Saturday, June 03, 2017

SpaceX Launches Previously Used Cargo Capsule for First Time: Recycled rockets and spacecraft regarded as key to slashing cost of access to space

The Wall Street Journal
By Andy Pasztor
Updated June 3, 2017 8:37 p.m. ET

Elon Musk’s SpaceX for the first time launched a refurbished cargo capsule that had been used on a previous mission, a major stride toward eventually reusing spacecraft carrying astronauts.

Saturday’s blastoff of the Falcon 9 rocket carrying the unmanned Dragon capsule went off like clockwork, rising from Florida’s Kennedy Space Center on schedule at 5:07 p.m. local time. Neither the rocket nor the previously flown capsule, filled with roughly three tons of supplies and experiments destined for the international space station, experienced any technical problems.

The capsule initially flew and came back from the orbiting laboratory in 2014.

The latest feat by Southern California-based Space Exploration Technologies Corp. followed by two months the closely held company’s historic accomplishment of launching, returning and vertically landing the major portion of a used booster to cap off two separate trips to space.

Slightly more than five years ago, SpaceX became the first corporate entity to link up a spacecraft with the orbiting space station.

Ultimately, Mr. Musk and many other space experts consider reusable rockets and spacecraft key to slashing the cost of access to space and stepping up launch tempos.

Over the years, a major challenge confronting SpaceX was ensuring that water didn’t leak into returning Dragons as parachutes guided them to gentle splashdowns. A still unanswered question is how many times a capsule’s heat shield—attached to the bottom of the pear-shaped vehicle and designed to withstand fiery returns through the atmosphere—can be reflown safely.

The recycled Dragon featured a new heat shield and replacement parachutes.

Three minutes after liftoff, the main engines stopped firing as planned, the first stage separated and then the engine powering the second stage ignited. Less than eight minutes after blastoff, the Falcon 9’s first stage touched down vertically at its landing site near the launchpad. The capsule is scheduled to arrive at the space station on Monday.

The launch had been scrubbed Thursday due to weather. Scientific cargo on board includes mice that are part of an effort to study loss of bone density in space, along with hundreds of fruit flies for biological experiments and seeds intended to grow in microgravity. Another experiment aims to test a new, flexible type of solar array that is supposed to unfurl like a mat.

Saturday’s blastoff also moves SpaceX closer to shifting management and worker resources to producing just a single variant of the Dragon capsule—intended to routinely start carrying humans into orbit before the end of the decade.

The same generation of spacecraft will be used in the future to also ferry cargo into orbit. Building, testing and reflying identical versions of the spacecraft is expected to reduce factory time and expenses for SpaceX, though it isn’t clear at what point federal space officials will sign off on recycling Dragons that carry astronauts. In the long run, company officials have said, they foresee potentially dozens of such repeat missions.
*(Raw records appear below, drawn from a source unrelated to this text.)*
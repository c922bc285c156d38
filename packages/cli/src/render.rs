//! Terminal rendering of a rated receipt.
//!
//! Mirrors the frontend's receipt layout: items with band-colored line
//! totals, the aggregate total, the letter grade, and the driving
//! comparison. CO2 values are rounded to two decimal places at render
//! time only.

use carbon_receipt_models::{ImpactBand, ImpactColor, RatingResult, Receipt};
use console::{Style, style};

const WIDTH: usize = 44;
const LABEL_WIDTH: usize = 32;
const VALUE_WIDTH: usize = 11;

/// Maps an impact color tag onto a terminal style.
fn band_style(color: ImpactColor) -> Style {
    match color {
        ImpactColor::Emerald => Style::new().green(),
        ImpactColor::Amber => Style::new().yellow(),
        ImpactColor::Rose => Style::new().red(),
    }
}

/// Right-aligns text to the value column. Padding happens *before* any
/// styling so ANSI escape bytes never count toward the width.
fn value_cell(text: &str) -> String {
    format!("{text:>VALUE_WIDTH$}")
}

/// Left-aligns text to the label column.
fn label_cell(text: &str) -> String {
    format!("{text:<LABEL_WIDTH$}")
}

/// Prints the full receipt with its rating to stdout.
pub fn print_receipt(receipt: &Receipt, rating: &RatingResult) {
    println!();
    println!("{}", style(format!("{:^WIDTH$}", "CARBON RECEIPT")).bold());
    println!("{:^WIDTH$}", receipt.store_name);
    println!("{}", style(format!("{:^WIDTH$}", receipt.date)).dim());
    println!("{}", "-".repeat(WIDTH));
    println!("{} {}", label_cell("ITEM"), value_cell("CO2 (KG)"));

    for item in &receipt.items {
        let band = band_style(ImpactBand::for_unit_co2(item.co2).color());
        let label = if item.quantity > 1 {
            format!("{} x{}", item.name, item.quantity)
        } else {
            item.name.clone()
        };
        println!(
            "{} {}",
            label_cell(&label),
            band.apply_to(value_cell(&format!("{:.2}", item.line_co2())))
        );
    }

    println!("{}", "-".repeat(WIDTH));
    println!(
        "{} {}",
        style(label_cell("TOTAL CO2")).bold(),
        style(value_cell(&format!("{:.2} kg", rating.total_co2))).bold()
    );
    println!(
        "{} {}",
        label_cell("ITEMS"),
        value_cell(&rating.total_item_count.to_string())
    );
    println!(
        "{} {}",
        label_cell("AVG CO2 / ITEM"),
        value_cell(&format!("{:.2} kg", rating.average_co2_per_item))
    );
    println!(
        "{} {}",
        style(label_cell("GRADE")).bold(),
        band_style(rating.grade.color()).apply_to(value_cell(&format!(
            "{} ({})",
            rating.grade,
            rating.grade.label()
        )))
    );
    println!();
    println!("{}", style(&rating.comparison).italic());
    println!();
}

#[cfg(test)]
mod tests {
    use super::*;

    #[test]
    fn cells_are_padded_before_styling() {
        let cell = value_cell("3.20");
        assert_eq!(cell.len(), VALUE_WIDTH);
        assert!(cell.ends_with("3.20"));

        let label = label_cell("ITEM");
        assert_eq!(label.len(), LABEL_WIDTH);
        assert!(label.starts_with("ITEM"));
    }

    #[test]
    fn long_values_are_not_truncated() {
        let cell = value_cell("123456789.00 kg");
        assert_eq!(cell, "123456789.00 kg");
    }
}
#![cfg_attr(feature = "fail-on-warnings", deny(warnings))]
#![warn(clippy::all, clippy::pedantic, clippy::nursery, clippy::cargo)]
#![allow(clippy::multiple_crate_versions, clippy::cargo_common_metadata)]

//! Pure carbon rating engine.
//!
//! Maps a sequence of scanned line items to aggregate metrics and a
//! qualitative letter grade. Every function here is synchronous,
//! stateless, and total over well-typed input including the empty list;
//! calling the engine twice on identical input yields identical output.

use carbon_receipt_models::{Grade, LineItem, RatingResult, Receipt};
use serde::{Deserialize, Serialize};

/// Emission factor for an average car, in kilograms of CO2 per kilometer
/// driven. Used to convert a receipt's total into an equivalent driving
/// distance.
pub const CAR_KG_CO2_PER_KM: f64 = 0.21;

/// Aggregate totals over a sequence of line items.
#[derive(Debug, Clone, Copy, PartialEq, Serialize, Deserialize)]
#[serde(rename_all = "camelCase")]
pub struct Totals {
    /// Sum of `co2 × quantity` across all items, in kilograms.
    #[serde(rename = "totalCO2")]
    pub total_co2: f64,
    /// Sum of quantities across all items. Accumulated in `u64` so
    /// large per-item quantities cannot overflow the sum.
    pub total_item_count: u64,
    /// `total_co2 / total_item_count`, or `0` when the count is zero.
    #[serde(rename = "averageCO2PerItem")]
    pub average_co2_per_item: f64,
}

/// Sums CO2 mass and unit counts over a sequence of line items.
///
/// The empty sequence yields all zeros; the average is guarded against
/// division by zero. Rounding is a display concern and not applied here.
#[must_use]
pub fn compute_totals(items: &[LineItem]) -> Totals {
    let total_co2: f64 = items.iter().map(LineItem::line_co2).sum();
    let total_item_count: u64 = items.iter().map(|item| u64::from(item.quantity)).sum();
    #[allow(clippy::cast_precision_loss)]
    let average_co2_per_item = if total_item_count > 0 {
        total_co2 / total_item_count as f64
    } else {
        0.0
    };

    Totals {
        total_co2,
        total_item_count,
        average_co2_per_item,
    }
}

/// Maps an average CO2-per-item value onto a letter grade.
///
/// Comparisons are strict less-than against each band's upper bound, so
/// a value exactly at a boundary (e.g. exactly `1.0`) falls into the
/// next, worse band. This boundary policy is load-bearing for output
/// compatibility and must not change.
#[must_use]
pub fn grade_for(average_co2_per_item: f64) -> Grade {
    if average_co2_per_item < 1.0 {
        Grade::APlus
    } else if average_co2_per_item < 2.0 {
        Grade::A
    } else if average_co2_per_item < 3.0 {
        Grade::B
    } else if average_co2_per_item < 5.0 {
        Grade::C
    } else if average_co2_per_item < 8.0 {
        Grade::D
    } else {
        Grade::F
    }
}

/// Renders a total CO2 mass as an equivalent driving distance.
///
/// `km = total_co2 / 0.21`, rounded to the nearest whole kilometer.
#[must_use]
pub fn comparison_text(total_co2: f64) -> String {
    #[allow(clippy::cast_possible_truncation)]
    let km = (total_co2 / CAR_KG_CO2_PER_KM).round() as i64;
    format!("Equivalent to driving {km} km in a car")
}

/// Derives the complete rating for one receipt.
///
/// This is the single ownership boundary for totals: they are computed
/// here, once, and passed down to presentation as read-only data.
#[must_use]
pub fn rate_receipt(receipt: &Receipt) -> RatingResult {
    let totals = compute_totals(&receipt.items);
    RatingResult {
        total_co2: totals.total_co2,
        total_item_count: totals.total_item_count,
        average_co2_per_item: totals.average_co2_per_item,
        grade: grade_for(totals.average_co2_per_item),
        comparison: comparison_text(totals.total_co2),
    }
}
Company engineers continue to modify Falcon 9 rockets to increase their load capabilities and make them easier to reuse. Dragon capsules also have been optimized for reuse. Company officials hope to reduce refurbishment time, including cutting down on structural inspections, as they become more proficient at flying used spacecraft.

The blastoff marked SpaceX’s 11th successful cargo launch, and it is likely to give the company and the National Aeronautics and Space Administration a boost as both sides ramp up efforts to certify Dragons for human spaceflights. NASA’s now-retired space shuttle fleet also was designed to launch repeatedly, though refurbishing the shuttles between missions proved substantially more complex, expensive and time-consuming than envisioned.

In addition to focusing on flying refurbished rockets and Dragon cargo capsules, SpaceX’s technical experts are engaged in detailed discussions with their NASA counterparts about whether the agency will need to grant certain waivers from safety standards to authorize transporting astronauts to the orbiting space station. One of the biggest hurdles, according to agency and industry experts, relates to the hazards of flying through portions of space cluttered with tiny meteors and leftover debris from previous missions by countries and commercial entities.

Original article can be found here:


  1. As an engineer and knowing something about how hard it is to do what SpaceX is doing with regularity, I am deeply impressed with their accomplishments. Bringing a orbital capable first stage back into the atmosphere going hypersonic speed backwards is quite the trick. Relighting the rockets into the wind at supersonic speeds was thought to be impossible.

    The SpaceX does the impossible with great flare. I continue to be thrilled every time I watch a Falcon 9 land. Re-usability is the Holy Grail of rocketry. After 50 years of naysayers finally someone has done it.

    Congratulations SpaceX on another successful launch and recovery of the 1st stage!

  2. Yes, American tax dollars spent on America. We need more of this.